* _EXERCISE DETAILS_:
Among the lines below, count those with "PartialEq". Give only the number.

Extracted data entries:
****************************************
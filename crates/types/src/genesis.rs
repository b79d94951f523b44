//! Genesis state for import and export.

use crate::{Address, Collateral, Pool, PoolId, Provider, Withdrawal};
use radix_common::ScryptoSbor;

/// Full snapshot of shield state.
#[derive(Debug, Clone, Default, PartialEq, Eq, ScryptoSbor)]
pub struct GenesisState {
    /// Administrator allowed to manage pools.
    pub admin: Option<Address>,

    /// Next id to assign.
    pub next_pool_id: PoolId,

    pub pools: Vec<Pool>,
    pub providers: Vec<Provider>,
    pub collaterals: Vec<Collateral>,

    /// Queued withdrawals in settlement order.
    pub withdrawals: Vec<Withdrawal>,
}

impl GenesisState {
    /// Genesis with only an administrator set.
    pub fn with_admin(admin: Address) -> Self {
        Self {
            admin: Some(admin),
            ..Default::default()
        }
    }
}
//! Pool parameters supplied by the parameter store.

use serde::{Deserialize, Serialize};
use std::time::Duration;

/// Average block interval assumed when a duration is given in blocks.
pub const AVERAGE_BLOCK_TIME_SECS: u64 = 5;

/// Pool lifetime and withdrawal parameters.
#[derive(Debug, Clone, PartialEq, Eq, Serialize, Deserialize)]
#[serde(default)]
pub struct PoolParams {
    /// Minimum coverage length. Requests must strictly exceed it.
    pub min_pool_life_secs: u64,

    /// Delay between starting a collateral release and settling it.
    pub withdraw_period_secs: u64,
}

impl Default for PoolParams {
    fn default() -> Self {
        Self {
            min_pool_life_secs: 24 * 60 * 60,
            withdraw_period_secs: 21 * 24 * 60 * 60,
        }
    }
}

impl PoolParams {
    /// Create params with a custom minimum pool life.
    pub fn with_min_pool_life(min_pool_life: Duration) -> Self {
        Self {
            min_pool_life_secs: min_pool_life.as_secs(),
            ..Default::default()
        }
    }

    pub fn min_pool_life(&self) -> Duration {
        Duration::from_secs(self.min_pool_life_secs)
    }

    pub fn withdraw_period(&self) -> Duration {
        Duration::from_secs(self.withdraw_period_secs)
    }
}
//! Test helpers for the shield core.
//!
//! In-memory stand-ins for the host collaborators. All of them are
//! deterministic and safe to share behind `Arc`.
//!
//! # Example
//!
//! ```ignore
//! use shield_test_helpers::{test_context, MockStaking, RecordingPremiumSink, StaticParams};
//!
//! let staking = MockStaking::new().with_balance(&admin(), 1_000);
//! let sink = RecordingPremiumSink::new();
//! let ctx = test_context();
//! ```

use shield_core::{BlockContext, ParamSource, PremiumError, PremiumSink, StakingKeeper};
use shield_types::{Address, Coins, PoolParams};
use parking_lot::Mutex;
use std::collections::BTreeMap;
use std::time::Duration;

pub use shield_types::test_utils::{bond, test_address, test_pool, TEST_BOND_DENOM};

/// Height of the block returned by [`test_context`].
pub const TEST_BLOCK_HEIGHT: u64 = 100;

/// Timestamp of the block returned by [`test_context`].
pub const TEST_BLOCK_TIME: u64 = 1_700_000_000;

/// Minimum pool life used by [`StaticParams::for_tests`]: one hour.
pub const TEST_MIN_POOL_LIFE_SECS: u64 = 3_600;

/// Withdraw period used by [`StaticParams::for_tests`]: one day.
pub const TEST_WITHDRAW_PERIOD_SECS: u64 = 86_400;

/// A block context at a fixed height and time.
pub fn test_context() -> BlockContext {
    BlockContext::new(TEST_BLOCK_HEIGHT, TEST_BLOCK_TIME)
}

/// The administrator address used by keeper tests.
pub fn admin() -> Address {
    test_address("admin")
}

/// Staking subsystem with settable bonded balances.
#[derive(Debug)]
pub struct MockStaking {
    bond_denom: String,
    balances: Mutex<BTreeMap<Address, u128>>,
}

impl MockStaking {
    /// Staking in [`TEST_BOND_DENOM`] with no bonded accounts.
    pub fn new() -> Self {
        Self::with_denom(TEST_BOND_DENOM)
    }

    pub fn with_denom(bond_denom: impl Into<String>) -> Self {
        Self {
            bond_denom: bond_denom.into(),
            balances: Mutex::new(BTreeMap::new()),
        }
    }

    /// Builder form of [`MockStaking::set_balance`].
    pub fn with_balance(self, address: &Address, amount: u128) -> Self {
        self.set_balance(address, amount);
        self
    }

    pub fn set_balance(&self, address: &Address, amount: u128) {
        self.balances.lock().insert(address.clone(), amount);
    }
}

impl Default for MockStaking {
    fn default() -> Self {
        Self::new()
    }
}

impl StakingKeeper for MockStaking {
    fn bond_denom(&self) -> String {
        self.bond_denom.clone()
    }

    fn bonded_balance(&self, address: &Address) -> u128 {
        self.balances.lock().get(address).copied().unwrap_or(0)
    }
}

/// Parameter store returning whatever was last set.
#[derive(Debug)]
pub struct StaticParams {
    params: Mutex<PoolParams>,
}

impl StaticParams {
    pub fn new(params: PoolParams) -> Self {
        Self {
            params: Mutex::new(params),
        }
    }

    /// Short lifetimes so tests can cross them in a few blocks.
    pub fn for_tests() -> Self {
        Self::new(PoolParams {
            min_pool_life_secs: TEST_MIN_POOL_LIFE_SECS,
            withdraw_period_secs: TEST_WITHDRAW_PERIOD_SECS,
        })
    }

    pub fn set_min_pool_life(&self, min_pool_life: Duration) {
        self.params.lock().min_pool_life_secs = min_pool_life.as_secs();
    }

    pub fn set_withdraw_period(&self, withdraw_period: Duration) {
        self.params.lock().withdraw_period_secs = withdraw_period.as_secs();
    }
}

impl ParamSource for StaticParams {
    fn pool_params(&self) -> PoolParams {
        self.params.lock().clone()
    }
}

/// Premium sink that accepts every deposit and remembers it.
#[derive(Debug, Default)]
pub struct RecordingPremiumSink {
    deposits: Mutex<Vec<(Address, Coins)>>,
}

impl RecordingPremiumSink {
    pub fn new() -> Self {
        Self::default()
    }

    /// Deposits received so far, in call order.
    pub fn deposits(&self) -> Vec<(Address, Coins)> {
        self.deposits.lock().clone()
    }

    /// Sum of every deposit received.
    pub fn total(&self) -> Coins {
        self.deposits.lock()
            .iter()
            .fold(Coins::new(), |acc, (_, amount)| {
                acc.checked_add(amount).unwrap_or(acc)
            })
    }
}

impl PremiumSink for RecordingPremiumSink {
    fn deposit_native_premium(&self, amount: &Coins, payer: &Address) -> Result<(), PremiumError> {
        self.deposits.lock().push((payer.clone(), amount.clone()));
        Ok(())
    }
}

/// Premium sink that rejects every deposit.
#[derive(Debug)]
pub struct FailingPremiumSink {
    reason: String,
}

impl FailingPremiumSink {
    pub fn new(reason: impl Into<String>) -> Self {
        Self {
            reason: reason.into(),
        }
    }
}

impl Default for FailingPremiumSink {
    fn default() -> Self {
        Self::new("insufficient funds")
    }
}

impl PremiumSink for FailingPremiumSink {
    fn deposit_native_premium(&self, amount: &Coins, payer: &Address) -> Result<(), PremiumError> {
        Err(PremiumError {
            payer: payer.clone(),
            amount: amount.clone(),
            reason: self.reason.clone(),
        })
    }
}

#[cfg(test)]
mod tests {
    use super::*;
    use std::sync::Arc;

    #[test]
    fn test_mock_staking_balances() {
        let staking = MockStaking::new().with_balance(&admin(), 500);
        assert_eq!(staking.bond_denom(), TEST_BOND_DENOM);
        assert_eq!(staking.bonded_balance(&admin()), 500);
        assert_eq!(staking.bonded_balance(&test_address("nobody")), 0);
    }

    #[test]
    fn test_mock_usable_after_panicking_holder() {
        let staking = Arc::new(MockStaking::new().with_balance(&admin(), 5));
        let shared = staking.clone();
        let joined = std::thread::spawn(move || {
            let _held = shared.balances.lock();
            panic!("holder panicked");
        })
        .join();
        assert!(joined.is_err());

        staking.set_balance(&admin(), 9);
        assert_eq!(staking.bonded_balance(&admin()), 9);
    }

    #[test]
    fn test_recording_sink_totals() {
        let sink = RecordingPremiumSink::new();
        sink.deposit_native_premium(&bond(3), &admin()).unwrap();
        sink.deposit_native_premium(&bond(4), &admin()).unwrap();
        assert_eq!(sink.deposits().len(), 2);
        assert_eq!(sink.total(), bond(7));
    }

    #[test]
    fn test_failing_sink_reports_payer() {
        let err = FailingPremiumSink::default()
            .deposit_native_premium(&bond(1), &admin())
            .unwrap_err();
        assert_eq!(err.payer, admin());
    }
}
****************************************
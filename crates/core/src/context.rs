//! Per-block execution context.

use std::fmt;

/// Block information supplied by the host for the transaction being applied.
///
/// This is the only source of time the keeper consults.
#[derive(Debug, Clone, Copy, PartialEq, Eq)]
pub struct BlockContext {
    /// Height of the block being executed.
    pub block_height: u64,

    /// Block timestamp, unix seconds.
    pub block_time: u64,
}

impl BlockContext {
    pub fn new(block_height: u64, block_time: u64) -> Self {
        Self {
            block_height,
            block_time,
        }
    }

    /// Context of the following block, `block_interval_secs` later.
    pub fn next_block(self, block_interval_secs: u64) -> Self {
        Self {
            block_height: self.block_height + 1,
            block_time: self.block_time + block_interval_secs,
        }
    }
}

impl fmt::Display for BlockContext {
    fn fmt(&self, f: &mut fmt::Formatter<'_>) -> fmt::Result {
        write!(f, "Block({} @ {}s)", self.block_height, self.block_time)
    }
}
****************************************
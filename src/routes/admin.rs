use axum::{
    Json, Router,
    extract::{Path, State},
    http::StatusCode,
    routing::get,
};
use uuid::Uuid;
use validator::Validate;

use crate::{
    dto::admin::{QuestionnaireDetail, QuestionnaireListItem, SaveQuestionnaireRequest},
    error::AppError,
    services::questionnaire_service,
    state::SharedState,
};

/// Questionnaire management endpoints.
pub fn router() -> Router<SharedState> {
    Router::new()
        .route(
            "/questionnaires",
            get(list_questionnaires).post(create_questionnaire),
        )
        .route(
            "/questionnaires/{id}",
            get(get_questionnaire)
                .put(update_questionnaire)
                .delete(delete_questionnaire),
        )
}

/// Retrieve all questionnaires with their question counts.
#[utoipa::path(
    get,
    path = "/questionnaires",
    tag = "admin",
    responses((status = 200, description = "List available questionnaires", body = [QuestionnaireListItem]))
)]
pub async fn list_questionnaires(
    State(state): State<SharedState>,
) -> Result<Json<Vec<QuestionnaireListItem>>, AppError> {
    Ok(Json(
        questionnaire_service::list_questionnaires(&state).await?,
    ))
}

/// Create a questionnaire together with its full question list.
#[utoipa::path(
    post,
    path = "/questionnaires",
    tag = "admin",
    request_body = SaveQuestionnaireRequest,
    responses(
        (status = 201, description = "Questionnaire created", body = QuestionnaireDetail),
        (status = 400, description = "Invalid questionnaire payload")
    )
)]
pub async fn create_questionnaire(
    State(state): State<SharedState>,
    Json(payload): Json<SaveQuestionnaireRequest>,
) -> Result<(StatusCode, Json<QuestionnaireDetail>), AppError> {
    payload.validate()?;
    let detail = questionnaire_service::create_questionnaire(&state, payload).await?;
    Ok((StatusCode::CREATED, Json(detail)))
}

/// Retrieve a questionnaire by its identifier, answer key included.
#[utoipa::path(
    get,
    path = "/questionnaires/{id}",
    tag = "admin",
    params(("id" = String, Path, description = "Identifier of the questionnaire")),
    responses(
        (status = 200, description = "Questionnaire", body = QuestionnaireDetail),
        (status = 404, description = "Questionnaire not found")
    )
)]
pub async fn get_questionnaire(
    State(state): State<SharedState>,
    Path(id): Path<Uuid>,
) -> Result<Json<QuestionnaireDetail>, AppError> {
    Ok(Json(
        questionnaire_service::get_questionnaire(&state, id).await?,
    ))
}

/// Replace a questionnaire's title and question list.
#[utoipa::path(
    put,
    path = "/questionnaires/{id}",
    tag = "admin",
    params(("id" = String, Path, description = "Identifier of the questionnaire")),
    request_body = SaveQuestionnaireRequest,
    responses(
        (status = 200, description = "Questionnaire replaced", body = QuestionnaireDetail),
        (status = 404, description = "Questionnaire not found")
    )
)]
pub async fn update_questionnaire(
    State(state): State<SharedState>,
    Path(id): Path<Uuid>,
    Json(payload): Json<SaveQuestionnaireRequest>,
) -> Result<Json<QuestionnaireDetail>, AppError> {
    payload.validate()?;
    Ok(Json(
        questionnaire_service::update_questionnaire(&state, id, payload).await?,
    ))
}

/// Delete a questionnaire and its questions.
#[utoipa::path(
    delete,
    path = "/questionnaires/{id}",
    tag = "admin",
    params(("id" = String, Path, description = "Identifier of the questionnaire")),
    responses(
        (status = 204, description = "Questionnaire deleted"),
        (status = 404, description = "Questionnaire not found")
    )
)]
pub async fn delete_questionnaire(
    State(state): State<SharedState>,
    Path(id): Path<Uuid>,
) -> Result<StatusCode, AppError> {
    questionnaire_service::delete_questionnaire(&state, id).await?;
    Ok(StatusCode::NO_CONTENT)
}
****************************************
* _RESULT FOR THIS EXERCISE_:
3